- Record set:
use std::fs::File;
use std::io::{BufRead, BufReader};
use std::time::Instant;

use chrono::Utc;

use super::*;
use crate::cli::ConvertArgs;
use crate::model::{ConvertRunManifest, OutputDocument};
use crate::parse::ConlluParses;
use crate::semantic::load_word_vectors;
use crate::util::{
    now_utc_string, sha256_file, utc_compact_string, write_json_compact, write_json_pretty,
};

const PROGRESS_INTERVAL: usize = 10_000;

#[derive(Debug, Clone, Copy)]
pub(super) struct ConvertOptions {
    pub duplicate_roots: DuplicateRoots,
    pub root_miss: RootMissPolicy,
    pub pronouns: PronounRule,
}

pub fn run(args: ConvertArgs) -> Result<()> {
    let started_ts = Utc::now();
    let started_at = now_utc_string();
    let started = Instant::now();
    let run_id = format!("convert-{}", utc_compact_string(started_ts));

    info!(
        run_id = %run_id,
        input = %args.input.display(),
        output = %args.output.display(),
        "starting convert"
    );

    let vectors = load_word_vectors(
        &args.vectors.vectors,
        args.vectors.vectors_format,
        args.vectors.vocab_limit,
    )?;
    let parses = ConlluParses::load(&args.parses)?;

    let options = ConvertOptions {
        duplicate_roots: args.duplicate_roots,
        root_miss: args.root_miss,
        pronouns: args.pronouns,
    };

    let input = File::open(&args.input)
        .with_context(|| format!("failed to open corpus: {}", args.input.display()))?;
    let (document, counts) = convert_corpus(BufReader::new(input), &parses, &vectors, options)
        .with_context(|| format!("failed to convert corpus: {}", args.input.display()))?;

    if args.pretty {
        write_json_pretty(&args.output, &document)?;
    } else {
        write_json_compact(&args.output, &document)?;
    }
    info!(
        path = %args.output.display(),
        entries = document.len(),
        "wrote similarity features"
    );

    if let Some(manifest_path) = &args.manifest_path {
        let manifest = ConvertRunManifest {
            manifest_version: 1,
            run_id,
            started_at,
            completed_at: now_utc_string(),
            input_path: args.input.display().to_string(),
            input_sha256: sha256_file(&args.input)?,
            output_path: args.output.display().to_string(),
            parses_path: args.parses.display().to_string(),
            vectors_path: args.vectors.vectors.display().to_string(),
            vectors_format: args.vectors.vectors_format.as_str().to_string(),
            vocab_size: vectors.len(),
            duplicate_roots: options.duplicate_roots.as_str().to_string(),
            root_miss: options.root_miss.as_str().to_string(),
            pronouns: options.pronouns.as_str().to_string(),
            counts: counts.clone(),
            duration_ms: started.elapsed().as_millis(),
        };
        write_json_pretty(manifest_path, &manifest)?;
        info!(path = %manifest_path.display(), "wrote run manifest");
    }

    info!(
        examples = counts.examples,
        scored = counts.scored,
        unscorable = counts.unscorable,
        root_pairs = counts.root_pairs,
        duration_ms = started.elapsed().as_millis() as u64,
        "convert completed"
    );

    Ok(())
}

pub(super) fn convert_corpus<R, P, O>(
    reader: R,
    parser: &P,
    oracle: &O,
    options: ConvertOptions,
) -> Result<(OutputDocument, ConvertCounts)>
where
    R: BufRead,
    P: DependencyParser,
    O: SimilarityOracle,
{
    let mut document = OutputDocument::new();
    let mut counts = ConvertCounts::default();

    for (index, line) in reader.lines().enumerate() {
        let line_number = index + 1;
        let line = line.with_context(|| format!("failed to read line {line_number}"))?;

        let example = parse_example(&line)
            .with_context(|| format!("malformed example on line {line_number}"))?;
        let result = analyse_example(&example, parser, oracle, options)
            .with_context(|| format!("failed to analyse example on line {line_number}"))?;

        match &result {
            Some(analysis) => {
                counts.scored += 1;
                counts.root_pairs += analysis.relations.len();
                counts.children_scored += analysis
                    .relations
                    .iter()
                    .map(|relation| relation.children.len())
                    .sum::<usize>();
            }
            None => counts.unscorable += 1,
        }
        counts.examples += 1;
        document.push(result);

        if counts.examples % PROGRESS_INTERVAL == 0 {
            info!(
                examples = counts.examples,
                unscorable = counts.unscorable,
                "convert progress"
            );
        }
    }

    Ok((document, counts))
}

fn analyse_example<P, O>(
    example: &Example,
    parser: &P,
    oracle: &O,
    options: ConvertOptions,
) -> Result<Option<AnalysisResult>>
where
    P: DependencyParser,
    O: SimilarityOracle,
{
    let first = extract_sentence(
        parser,
        &example.sentence1,
        options.duplicate_roots,
        options.pronouns,
    )?;
    let second = extract_sentence(
        parser,
        &example.sentence2,
        options.duplicate_roots,
        options.pronouns,
    )?;
    if first.is_empty() || second.is_empty() {
        debug!("sentence without a root, no relations");
    }

    match score_root_maps(&first, &second, oracle, options.root_miss) {
        Ok(relations) => Ok(Some(AnalysisResult {
            label: example.label,
            relations,
        })),
        Err(miss) => {
            debug!(word = %miss.word, "example unscorable");
            Ok(None)
        }
    }
}
use std::fs::{self, File};
use std::io::{BufWriter, Read, Write};
use std::path::Path;

use anyhow::{Context, Result};
use chrono::{DateTime, SecondsFormat, Utc};
use serde::Serialize;
use sha2::{Digest, Sha256};

pub fn now_utc_string() -> String {
    Utc::now().to_rfc3339_opts(SecondsFormat::Secs, true)
}

pub fn utc_compact_string(ts: DateTime<Utc>) -> String {
    ts.format("%Y%m%dT%H%M%SZ").to_string()
}

pub fn ensure_directory(path: &Path) -> Result<()> {
    fs::create_dir_all(path)
        .with_context(|| format!("failed to create directory: {}", path.display()))
}

pub fn sha256_file(path: &Path) -> Result<String> {
    let mut file = File::open(path)
        .with_context(|| format!("failed to open file for hashing: {}", path.display()))?;

    let mut hasher = Sha256::new();
    let mut buf = [0_u8; 8192];

    loop {
        let count = file
            .read(&mut buf)
            .with_context(|| format!("failed to read file for hashing: {}", path.display()))?;
        if count == 0 {
            break;
        }
        hasher.update(&buf[..count]);
    }

    Ok(format!("{:x}", hasher.finalize()))
}

pub fn write_json_pretty<T: Serialize>(path: &Path, value: &T) -> Result<()> {
    write_json_with(path, value, true)
}

pub fn write_json_compact<T: Serialize>(path: &Path, value: &T) -> Result<()> {
    write_json_with(path, value, false)
}

fn write_json_with<T: Serialize>(path: &Path, value: &T, pretty: bool) -> Result<()> {
    if let Some(parent) = path.parent() {
        if !parent.as_os_str().is_empty() {
            ensure_directory(parent)?;
        }
    }

    let file = File::create(path)
        .with_context(|| format!("failed to create json file: {}", path.display()))?;
    let mut writer = BufWriter::new(file);

    if pretty {
        serde_json::to_writer_pretty(&mut writer, value)
    } else {
        serde_json::to_writer(&mut writer, value)
    }
    .with_context(|| format!("failed to serialize json: {}", path.display()))?;

    writer
        .write_all(b"\n")
        .with_context(|| format!("failed to finalize json file: {}", path.display()))?;
    writer
        .flush()
        .with_context(|| format!("failed to write json file: {}", path.display()))?;

    Ok(())
}
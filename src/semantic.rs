use std::collections::HashMap;
use std::fs::File;
use std::io::{BufRead, BufReader};
use std::path::Path;

use anyhow::{Context, Result, bail};
use thiserror::Error;
use tracing::{info, warn};

use crate::cli::VectorFormat;

#[derive(Debug, Clone, PartialEq, Eq, Error)]
#[error("word not in vocabulary: '{word}'")]
pub struct LookupMiss {
    pub word: String,
}

pub trait SimilarityOracle {
    fn similarity(&self, first: &str, second: &str) -> Result<f64, LookupMiss>;
}

#[derive(Debug, Clone, Default)]
pub struct WordVectors {
    dimensions: usize,
    index: HashMap<String, usize>,
    vectors: Vec<Vec<f32>>,
}

impl WordVectors {
    pub fn new(dimensions: usize) -> Self {
        Self {
            dimensions,
            index: HashMap::new(),
            vectors: Vec::new(),
        }
    }

    #[cfg(test)]
    pub fn from_entries<I, W>(dimensions: usize, entries: I) -> Result<Self>
    where
        I: IntoIterator<Item = (W, Vec<f32>)>,
        W: Into<String>,
    {
        let mut vectors = Self::new(dimensions);
        for (word, vector) in entries {
            vectors.insert(word.into(), vector)?;
        }
        Ok(vectors)
    }

    pub fn insert(&mut self, word: String, mut vector: Vec<f32>) -> Result<bool> {
        if vector.len() != self.dimensions {
            bail!(
                "vector for '{word}' has {} dimensions, expected {}",
                vector.len(),
                self.dimensions
            );
        }

        if self.index.contains_key(&word) {
            return Ok(false);
        }

        normalize_vector(&mut vector);
        self.index.insert(word, self.vectors.len());
        self.vectors.push(vector);
        Ok(true)
    }

    pub fn dimensions(&self) -> usize {
        self.dimensions
    }

    pub fn len(&self) -> usize {
        self.vectors.len()
    }

    pub fn is_empty(&self) -> bool {
        self.vectors.is_empty()
    }

    #[cfg(test)]
    pub fn contains(&self, word: &str) -> bool {
        self.index.contains_key(word)
    }

    fn vector(&self, word: &str) -> Result<&[f32], LookupMiss> {
        self.index
            .get(word)
            .map(|position| self.vectors[*position].as_slice())
            .ok_or_else(|| LookupMiss {
                word: word.to_string(),
            })
    }
}

impl SimilarityOracle for WordVectors {
    fn similarity(&self, first: &str, second: &str) -> Result<f64, LookupMiss> {
        let left = self.vector(first)?;
        let right = self.vector(second)?;

        if first == second {
            return Ok(1.0);
        }

        Ok(cosine_similarity(left, right).clamp(-1.0, 1.0))
    }
}

pub fn load_word_vectors(path: &Path, format: VectorFormat, limit: usize) -> Result<WordVectors> {
    let file = File::open(path)
        .with_context(|| format!("failed to open word vectors: {}", path.display()))?;
    let mut reader = BufReader::new(file);

    let vectors = match format {
        VectorFormat::Binary => read_word2vec_binary(&mut reader, limit),
        VectorFormat::Text => read_word2vec_text(&mut reader, limit),
    }
    .with_context(|| format!("failed to load word vectors: {}", path.display()))?;

    if vectors.is_empty() {
        warn!(path = %path.display(), "word vector file has no entries");
    }

    info!(
        path = %path.display(),
        format = format.as_str(),
        vocab_size = vectors.len(),
        dimensions = vectors.dimensions(),
        "loaded word vectors"
    );

    Ok(vectors)
}

// Binary word2vec: `<count> <dim>` header line, then per word its bytes up to
// a space followed by `dim` little-endian f32 values.
pub fn read_word2vec_binary<R: BufRead>(reader: &mut R, limit: usize) -> Result<WordVectors> {
    let (count, dimensions) = read_header(reader)?;
    let mut vectors = WordVectors::new(dimensions);
    let wanted = count.min(limit);

    let mut word_bytes = Vec::<u8>::with_capacity(64);
    let mut raw = vec![0_u8; dimensions * 4];

    for position in 0..wanted {
        word_bytes.clear();
        reader
            .read_until(b' ', &mut word_bytes)
            .with_context(|| format!("failed to read word {position}"))?;
        if word_bytes.last() != Some(&b' ') {
            bail!("truncated vector file at word {position} of {count}");
        }
        word_bytes.pop();

        let start = word_bytes
            .iter()
            .position(|byte| !matches!(byte, b'\n' | b'\r'))
            .unwrap_or(word_bytes.len());
        let word = std::str::from_utf8(&word_bytes[start..])
            .with_context(|| format!("word {position} is not valid UTF-8"))?
            .to_string();

        reader
            .read_exact(&mut raw)
            .with_context(|| format!("truncated vector for '{word}'"))?;
        let vector = raw
            .chunks_exact(4)
            .map(|chunk| f32::from_le_bytes([chunk[0], chunk[1], chunk[2], chunk[3]]))
            .collect::<Vec<f32>>();

        vectors.insert(word, vector)?;
    }

    Ok(vectors)
}

// Text word2vec: optional `<count> <dim>` header, then `word v1 .. vN` lines.
pub fn read_word2vec_text<R: BufRead>(reader: &mut R, limit: usize) -> Result<WordVectors> {
    let mut vectors: Option<WordVectors> = None;
    let mut declared_count: Option<usize> = None;
    let mut read_entries = 0usize;
    let mut seen_first_line = false;

    for (line_index, line) in reader.lines().enumerate() {
        let line = line.with_context(|| format!("failed to read line {}", line_index + 1))?;
        let trimmed = line.trim_end();
        if trimmed.is_empty() {
            continue;
        }

        if !seen_first_line {
            seen_first_line = true;
            if let Some((count, dimensions)) = parse_header(trimmed) {
                declared_count = Some(count);
                vectors = Some(WordVectors::new(dimensions));
                continue;
            }
        }

        if read_entries >= limit || declared_count.is_some_and(|count| read_entries >= count) {
            break;
        }

        let mut fields = trimmed.split(' ');
        let word = fields.next().unwrap_or_default().to_string();
        let values = fields
            .filter(|field| !field.is_empty())
            .map(|field| field.parse::<f32>())
            .collect::<Result<Vec<f32>, _>>()
            .with_context(|| format!("invalid vector value on line {}", line_index + 1))?;

        let target = vectors.get_or_insert_with(|| WordVectors::new(values.len()));
        target
            .insert(word, values)
            .with_context(|| format!("invalid vector on line {}", line_index + 1))?;
        read_entries += 1;
    }

    Ok(vectors.unwrap_or_default())
}

fn read_header<R: BufRead>(reader: &mut R) -> Result<(usize, usize)> {
    let mut header = String::new();
    reader
        .read_line(&mut header)
        .context("failed to read vector header")?;
    parse_header(header.trim()).with_context(|| format!("invalid vector header: {header:?}"))
}

fn parse_header(line: &str) -> Option<(usize, usize)> {
    let mut fields = line.split_whitespace();
    let count = fields.next()?.parse::<usize>().ok()?;
    let dimensions = fields.next()?.parse::<usize>().ok()?;
    if fields.next().is_some() || dimensions == 0 {
        return None;
    }
    Some((count, dimensions))
}

pub fn cosine_similarity(left: &[f32], right: &[f32]) -> f64 {
    if left.len() != right.len() || left.is_empty() {
        return 0.0;
    }

    left.iter()
        .zip(right.iter())
        .map(|(left_value, right_value)| f64::from(*left_value) * f64::from(*right_value))
        .sum::<f64>()
}

fn normalize_vector(values: &mut [f32]) {
    let squared_norm = values
        .iter()
        .map(|value| f64::from(*value) * f64::from(*value))
        .sum::<f64>();

    if squared_norm <= 0.0 {
        return;
    }

    let norm = squared_norm.sqrt() as f32;
    if norm == 0.0 {
        return;
    }

    for value in values {
        *value /= norm;
    }
}

#[cfg(test)]
mod tests {
    use std::io::Cursor;

    use super::*;

    fn binary_fixture(entries: &[(&str, [f32; 2])], declared: usize) -> Vec<u8> {
        let mut data = format!("{declared} 2\n").into_bytes();
        for (word, vector) in entries {
            data.extend_from_slice(word.as_bytes());
            data.push(b' ');
            for value in vector {
                data.extend_from_slice(&value.to_le_bytes());
            }
            data.push(b'\n');
        }
        data
    }

    #[test]
    fn similarity_is_cosine_of_stored_vectors() {
        let vectors = WordVectors::from_entries(
            2,
            vec![("cat", vec![3.0, 0.0]), ("dog", vec![1.0, 1.0])],
        )
        .expect("fixture vectors");

        let score = vectors.similarity("cat", "dog").expect("both words known");
        assert!((score - std::f64::consts::FRAC_1_SQRT_2).abs() < 1e-6);
        assert_eq!(vectors.similarity("dog", "dog"), Ok(1.0));
    }

    #[test]
    fn similarity_reports_the_missing_word() {
        let vectors =
            WordVectors::from_entries(2, vec![("cat", vec![1.0, 0.0])]).expect("fixture vectors");

        let miss = vectors.similarity("cat", "zebra").unwrap_err();
        assert_eq!(miss.word, "zebra");
        let miss = vectors.similarity("zebra", "zebra").unwrap_err();
        assert_eq!(miss.word, "zebra");
    }

    #[test]
    fn insert_keeps_first_occurrence_and_checks_dimensions() {
        let mut vectors = WordVectors::new(2);
        assert!(vectors.insert("cat".to_string(), vec![1.0, 0.0]).unwrap());
        assert!(!vectors.insert("cat".to_string(), vec![0.0, 1.0]).unwrap());
        assert!(vectors.insert("dog".to_string(), vec![1.0]).is_err());
        assert_eq!(vectors.len(), 1);
    }

    #[test]
    fn binary_reader_honours_vocab_limit() {
        let data = binary_fixture(
            &[
                ("cat", [1.0, 0.0]),
                ("dog", [0.0, 1.0]),
                ("eel", [1.0, 1.0]),
            ],
            3,
        );

        let vectors = read_word2vec_binary(&mut Cursor::new(&data), 2).expect("binary vectors");
        assert_eq!(vectors.len(), 2);
        assert_eq!(vectors.dimensions(), 2);
        assert!(vectors.contains("cat"));
        assert!(vectors.contains("dog"));
        assert!(!vectors.contains("eel"));
        assert_eq!(vectors.similarity("cat", "dog"), Ok(0.0));
    }

    #[test]
    fn binary_reader_rejects_truncated_data() {
        let mut data = binary_fixture(&[("cat", [1.0, 0.0])], 2);
        data.extend_from_slice(b"dog ");
        data.extend_from_slice(&1.0_f32.to_le_bytes());

        assert!(read_word2vec_binary(&mut Cursor::new(&data), 10).is_err());
    }

    #[test]
    fn text_reader_accepts_optional_header() {
        let with_header = "2 3\ncat 1 0 0\ndog 0 1 0\n";
        let vectors =
            read_word2vec_text(&mut Cursor::new(with_header), 100).expect("text vectors");
        assert_eq!(vectors.len(), 2);
        assert_eq!(vectors.dimensions(), 3);

        let without_header = "cat 1 0\ndog 0.5 0.5\neel 0 1\n";
        let vectors =
            read_word2vec_text(&mut Cursor::new(without_header), 2).expect("text vectors");
        assert_eq!(vectors.len(), 2);
        assert!(!vectors.contains("eel"));
    }

    #[test]
    fn text_reader_finds_header_after_blank_lines() {
        let padded = "\n\n2 2\ncat 1 0\ndog 0 1\n";
        let vectors = read_word2vec_text(&mut Cursor::new(padded), 10).expect("text vectors");
        assert_eq!(vectors.len(), 2);
        assert_eq!(vectors.dimensions(), 2);
        assert!(!vectors.contains("2"));
    }

    #[test]
    fn text_reader_rejects_ragged_rows() {
        let ragged = "cat 1 0\ndog 1 0 0\n";
        assert!(read_word2vec_text(&mut Cursor::new(ragged), 10).is_err());
    }
}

- Task description: Search the entries above for lines containing the word "HashMap", and copy each one.

- Task output:
use std::collections::HashMap;
    index: HashMap<String, usize>,
            index: HashMap::new(),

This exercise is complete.